PROBLEM STATEMENT => Scan the records for the word "updated". Report each line where it occurs.

Excerpts from a dataset

//! Report submission: proximity dedup, crowd verification, and the
//! `area_reports` trail.

use agit_core::verification::{
    apply_report, check_report_distance, ReportForm, VerificationState, REPORT_BONUS_POINTS,
};
use agit_core::Coordinate;
use chrono::{DateTime, Utc};
use sqlx::PgPool;
use uuid::Uuid;

use crate::areas::{find_nearest_area, insert_area, update_verification, NewArea};
use crate::profiles::add_points;
use crate::DbError;

// ---------------------------------------------------------------------------
// Types
// ---------------------------------------------------------------------------

/// A row from the `area_reports` table.
#[derive(Debug, Clone, sqlx::FromRow)]
pub struct AreaReportRow {
    pub id: i64,
    pub area_id: Uuid,
    pub reporter_id: Option<Uuid>,
    pub latitude: f64,
    pub longitude: f64,
    pub created_at: DateTime<Utc>,
}

/// What the reporter sent: where they stand, where the area is, and a
/// description used if the area turns out to be new.
#[derive(Debug, Clone)]
pub struct ReportSubmission {
    pub reporter_location: Coordinate,
    pub location: Coordinate,
    pub form: ReportForm,
}

#[derive(Debug, Clone, PartialEq, Eq)]
pub struct ReportOutcome {
    pub area_id: Uuid,
    pub verification_count: i32,
    /// True only for the report that crossed the verification threshold.
    pub auto_verified: bool,
    pub created_new_area: bool,
    pub points_awarded: i64,
}

// ---------------------------------------------------------------------------
// Operations
// ---------------------------------------------------------------------------

/// Submit a report, merging it into the nearest area within `dedup_radius_m`
/// or creating a new one.
///
/// The distance gate and form checks run before any write. The area write,
/// the report row, and the points award are separate statements; a failure
/// part-way leaves the earlier writes in place.
///
/// # Errors
///
/// Returns [`DbError::Validation`] when the reporter is too far away or the
/// form is incomplete, [`DbError::NotFound`] if the matched area or the
/// reporter's profile disappears mid-request, or [`DbError::Sqlx`] on a
/// store failure.
pub async fn submit_report(
    pool: &PgPool,
    reporter_id: Option<Uuid>,
    submission: ReportSubmission,
    dedup_radius_m: f64,
) -> Result<ReportOutcome, DbError> {
    check_report_distance(submission.reporter_location, submission.location)?;
    let form = submission.form.validate()?;

    let (area_id, verification_count, auto_verified, created_new_area) =
        match find_nearest_area(pool, submission.location, dedup_radius_m).await? {
            Some(nearby) => {
                let existing = nearby.area;
                let state = apply_report(existing.verification_count, existing.is_public_data);
                let updated = update_verification(pool, existing.id, state).await?;
                (
                    updated.id,
                    updated.verification_count,
                    state.is_verified && !existing.is_verified,
                    false,
                )
            }
            None => {
                let created = insert_area(
                    pool,
                    &NewArea {
                        name: form.name,
                        address: form.address,
                        coordinate: submission.location,
                        is_indoor: form.is_indoor,
                        state: VerificationState::first_report(),
                        public_data_source: None,
                    },
                )
                .await?;
                (created.id, created.verification_count, false, true)
            }
        };

    insert_area_report(pool, area_id, reporter_id, submission.reporter_location).await?;

    let points_awarded = match reporter_id {
        Some(user_id) => {
            add_points(pool, user_id, REPORT_BONUS_POINTS).await?;
            REPORT_BONUS_POINTS
        }
        None => 0,
    };

    Ok(ReportOutcome {
        area_id,
        verification_count,
        auto_verified,
        created_new_area,
        points_awarded,
    })
}

/// Record who reported `area_id` and where they stood.
///
/// # Errors
///
/// Returns [`DbError::Sqlx`] if the insert fails.
pub async fn insert_area_report(
    pool: &PgPool,
    area_id: Uuid,
    reporter_id: Option<Uuid>,
    reporter_location: Coordinate,
) -> Result<AreaReportRow, DbError> {
    let row = sqlx::query_as::<_, AreaReportRow>(
        "INSERT INTO area_reports (area_id, reporter_id, latitude, longitude) \
         VALUES ($1, $2, $3, $4) \
         RETURNING id, area_id, reporter_id, latitude, longitude, created_at",
    )
    .bind(area_id)
    .bind(reporter_id)
    .bind(reporter_location.latitude)
    .bind(reporter_location.longitude)
    .fetch_one(pool)
    .await?;

    Ok(row)
}
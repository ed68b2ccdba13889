//! Great-circle distance on a spherical earth.

use serde::{Deserialize, Serialize};

use crate::ValidationError;

/// Mean earth radius in meters.
pub const EARTH_RADIUS_M: f64 = 6_371_000.0;

/// A WGS84 coordinate in decimal degrees.
#[derive(Debug, Clone, Copy, PartialEq, Serialize, Deserialize)]
pub struct Coordinate {
    pub latitude: f64,
    pub longitude: f64,
}

impl Coordinate {
    #[must_use]
    pub fn new(latitude: f64, longitude: f64) -> Self {
        Self {
            latitude,
            longitude,
        }
    }

    /// Reject non-finite values and values outside the lat/lng ranges.
    ///
    /// # Errors
    ///
    /// Returns [`ValidationError::InvalidCoordinate`] when either component is out of range.
    pub fn validate(self) -> Result<Self, ValidationError> {
        let lat_ok = self.latitude.is_finite() && (-90.0..=90.0).contains(&self.latitude);
        let lng_ok = self.longitude.is_finite() && (-180.0..=180.0).contains(&self.longitude);
        if lat_ok && lng_ok {
            Ok(self)
        } else {
            Err(ValidationError::InvalidCoordinate {
                latitude: self.latitude,
                longitude: self.longitude,
            })
        }
    }

    #[must_use]
    pub fn distance_to(&self, other: &Coordinate) -> f64 {
        haversine_meters(
            self.latitude,
            self.longitude,
            other.latitude,
            other.longitude,
        )
    }
}

/// Haversine distance in meters between two points given in degrees.
///
/// NaN inputs propagate to a NaN result.
#[must_use]
pub fn haversine_meters(lat1: f64, lon1: f64, lat2: f64, lon2: f64) -> f64 {
    let phi1 = lat1.to_radians();
    let phi2 = lat2.to_radians();
    let delta_phi = (lat2 - lat1).to_radians();
    let delta_lambda = (lon2 - lon1).to_radians();

    let a = (delta_phi / 2.0).sin().powi(2)
        + phi1.cos() * phi2.cos() * (delta_lambda / 2.0).sin().powi(2);
    let c = 2.0 * a.sqrt().atan2((1.0 - a).sqrt());

    EARTH_RADIUS_M * c
}

#[cfg(test)]
mod tests {
    use super::*;

    const SEOUL_CITY_HALL: (f64, f64) = (37.566_5, 126.978_0);
    const GANGNAM_STATION: (f64, f64) = (37.497_9, 127.027_6);

    #[test]
    fn identical_points_are_zero_apart() {
        for (lat, lng) in [SEOUL_CITY_HALL, GANGNAM_STATION, (0.0, 0.0), (-89.9, 179.9)] {
            assert!(haversine_meters(lat, lng, lat, lng).abs() < f64::EPSILON);
        }
    }

    #[test]
    fn distance_is_symmetric() {
        let (a_lat, a_lng) = SEOUL_CITY_HALL;
        let (b_lat, b_lng) = GANGNAM_STATION;
        let ab = haversine_meters(a_lat, a_lng, b_lat, b_lng);
        let ba = haversine_meters(b_lat, b_lng, a_lat, a_lng);
        assert!((ab - ba).abs() < 1e-9);
    }

    #[test]
    fn city_hall_to_gangnam_is_about_8_7_km() {
        let (a_lat, a_lng) = SEOUL_CITY_HALL;
        let (b_lat, b_lng) = GANGNAM_STATION;
        let d = haversine_meters(a_lat, a_lng, b_lat, b_lng);
        assert!((8_500.0..9_000.0).contains(&d), "got {d}");
    }

    #[test]
    fn one_thousandth_degree_latitude_is_about_111_m() {
        let d = haversine_meters(37.0, 127.0, 37.001, 127.0);
        assert!((d - 111.19).abs() < 0.5, "got {d}");
    }

    #[test]
    fn nan_propagates() {
        assert!(haversine_meters(f64::NAN, 0.0, 0.0, 0.0).is_nan());
    }

    #[test]
    fn coordinate_validation_rejects_out_of_range() {
        assert!(Coordinate::new(91.0, 0.0).validate().is_err());
        assert!(Coordinate::new(0.0, -180.5).validate().is_err());
        assert!(Coordinate::new(f64::NAN, 0.0).validate().is_err());
        assert!(Coordinate::new(37.5, 127.0).validate().is_ok());
    }
}
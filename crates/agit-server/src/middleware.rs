use std::{
    sync::Arc,
    time::{Duration, Instant},
};

use agit_core::{AppConfig, Identity, Session};
use axum::{
    extract::{Request, State},
    http::{HeaderMap, HeaderValue, StatusCode},
    middleware::Next,
    response::{IntoResponse, Response},
    Json,
};
use serde::Serialize;
use sqlx::PgPool;
use tokio::sync::Mutex;
use uuid::Uuid;

pub const USER_ID_HEADER: &str = "x-agit-user-id";
pub const USER_EMAIL_HEADER: &str = "x-agit-user-email";
pub const USER_NAME_HEADER: &str = "x-agit-user-name";

/// Newtype wrapping a request ID string, stored as a request extension.
#[derive(Debug, Clone)]
pub struct RequestId(pub String);

#[derive(Debug, Clone)]
struct RateLimitWindow {
    started_at: Instant,
    count: usize,
}

/// Fixed-window limiter shared by every API route.
#[derive(Debug, Clone)]
pub struct RateLimitState {
    max_requests: usize,
    window: Duration,
    state: Arc<Mutex<RateLimitWindow>>,
}

impl RateLimitState {
    #[must_use]
    pub fn new(max_requests: usize, window: Duration) -> Self {
        Self {
            max_requests,
            window,
            state: Arc::new(Mutex::new(RateLimitWindow {
                started_at: Instant::now(),
                count: 0,
            })),
        }
    }

    #[must_use]
    pub fn per_minute(max_requests: usize) -> Self {
        Self::new(max_requests, Duration::from_secs(60))
    }
}

#[derive(Debug, Serialize)]
struct MiddlewareErrorBody {
    error: MiddlewareError,
}

#[derive(Debug, Serialize)]
struct MiddlewareError {
    code: &'static str,
    message: &'static str,
}

fn reject(status: StatusCode, code: &'static str, message: &'static str) -> Response {
    (
        status,
        Json(MiddlewareErrorBody {
            error: MiddlewareError { code, message },
        }),
    )
        .into_response()
}

/// Axum middleware that extracts or generates a request ID.
///
/// If the incoming request has an `x-request-id` header, that value is used.
/// Otherwise a new `UUIDv4` is generated. The ID is:
/// - Inserted into request extensions as [`RequestId`]
/// - Set on the response as the `x-request-id` header
pub async fn request_id(mut req: Request, next: Next) -> Response {
    let id = req
        .headers()
        .get("x-request-id")
        .and_then(|v| v.to_str().ok())
        .map_or_else(|| Uuid::new_v4().to_string(), String::from);

    req.extensions_mut().insert(RequestId(id.clone()));

    let mut res = next.run(req).await;

    if let Ok(val) = HeaderValue::from_str(&id) {
        res.headers_mut().insert("x-request-id", val);
    }

    res
}

/// Resolve the caller into a [`Session`] request extension.
///
/// Requests without `x-agit-user-id` stay anonymous. A present identity gets
/// its profile loaded, or created on first sight, before the handler runs.
pub async fn resolve_session(State(pool): State<PgPool>, mut req: Request, next: Next) -> Response {
    let identity = match identity_from_headers(req.headers()) {
        Ok(identity) => identity,
        Err(message) => return reject(StatusCode::UNAUTHORIZED, "unauthorized", message),
    };

    let session = match identity {
        None => Session::Anonymous,
        Some(identity) => match agit_db::ensure_profile(&pool, &identity).await {
            Ok(profile) => {
                Session::from_identity(Some(identity)).authenticate(profile.to_session_profile())
            }
            Err(agit_db::DbError::Conflict(reason)) => {
                tracing::warn!(
                    user_id = %identity.user_id,
                    reason = %reason,
                    "no free nickname for new profile"
                );
                return reject(
                    StatusCode::CONFLICT,
                    "conflict",
                    "could not allocate a nickname for this account",
                );
            }
            Err(e) => {
                tracing::error!(error = %e, user_id = %identity.user_id, "profile lookup failed");
                return reject(
                    StatusCode::INTERNAL_SERVER_ERROR,
                    "internal_error",
                    "profile lookup failed",
                );
            }
        },
    };

    req.extensions_mut().insert(session);
    next.run(req).await
}

/// Middleware admitting only the configured administrator.
pub async fn require_admin(
    State(config): State<Arc<AppConfig>>,
    req: Request,
    next: Next,
) -> Response {
    let session = req.extensions().get::<Session>().cloned().unwrap_or_default();
    match admin_rejection(&config, &session) {
        Some(response) => response,
        None => next.run(req).await,
    }
}

fn admin_rejection(config: &AppConfig, session: &Session) -> Option<Response> {
    if !session.is_authenticated() {
        return Some(reject(
            StatusCode::UNAUTHORIZED,
            "unauthorized",
            "sign in required",
        ));
    }
    if !config.is_admin_email(session.email()) {
        return Some(reject(
            StatusCode::FORBIDDEN,
            "forbidden",
            "administrator access required",
        ));
    }
    None
}

/// Middleware enforcing a fixed request-per-window limit.
pub async fn enforce_rate_limit(
    State(rate_limit): State<RateLimitState>,
    req: Request,
    next: Next,
) -> Response {
    let mut window = rate_limit.state.lock().await;
    let elapsed = window.started_at.elapsed();

    if elapsed >= rate_limit.window {
        window.started_at = Instant::now();
        window.count = 0;
    }

    if window.count >= rate_limit.max_requests {
        return reject(
            StatusCode::TOO_MANY_REQUESTS,
            "rate_limited",
            "rate limit exceeded",
        );
    }

    window.count += 1;
    drop(window);

    next.run(req).await
}

/// Identity asserted by the auth proxy, if any.
///
/// Header values are decoded as UTF-8 so Korean display names survive.
fn identity_from_headers(headers: &HeaderMap) -> Result<Option<Identity>, &'static str> {
    let Some(raw_id) = header_text(headers, USER_ID_HEADER) else {
        return Ok(None);
    };
    let user_id = Uuid::parse_str(raw_id).map_err(|_| "x-agit-user-id must be a UUID")?;

    Ok(Some(Identity {
        user_id,
        email: header_text(headers, USER_EMAIL_HEADER).map(str::to_owned),
        display_name: header_text(headers, USER_NAME_HEADER).map(str::to_owned),
    }))
}

fn header_text<'a>(headers: &'a HeaderMap, name: &str) -> Option<&'a str> {
    headers
        .get(name)
        .and_then(|v| std::str::from_utf8(v.as_bytes()).ok())
        .map(str::trim)
        .filter(|s| !s.is_empty())
}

EXERCISE ANSWER =>
                let updated = update_verification(pool, existing.id, state).await?;
                    updated.id,
                    updated.verification_count,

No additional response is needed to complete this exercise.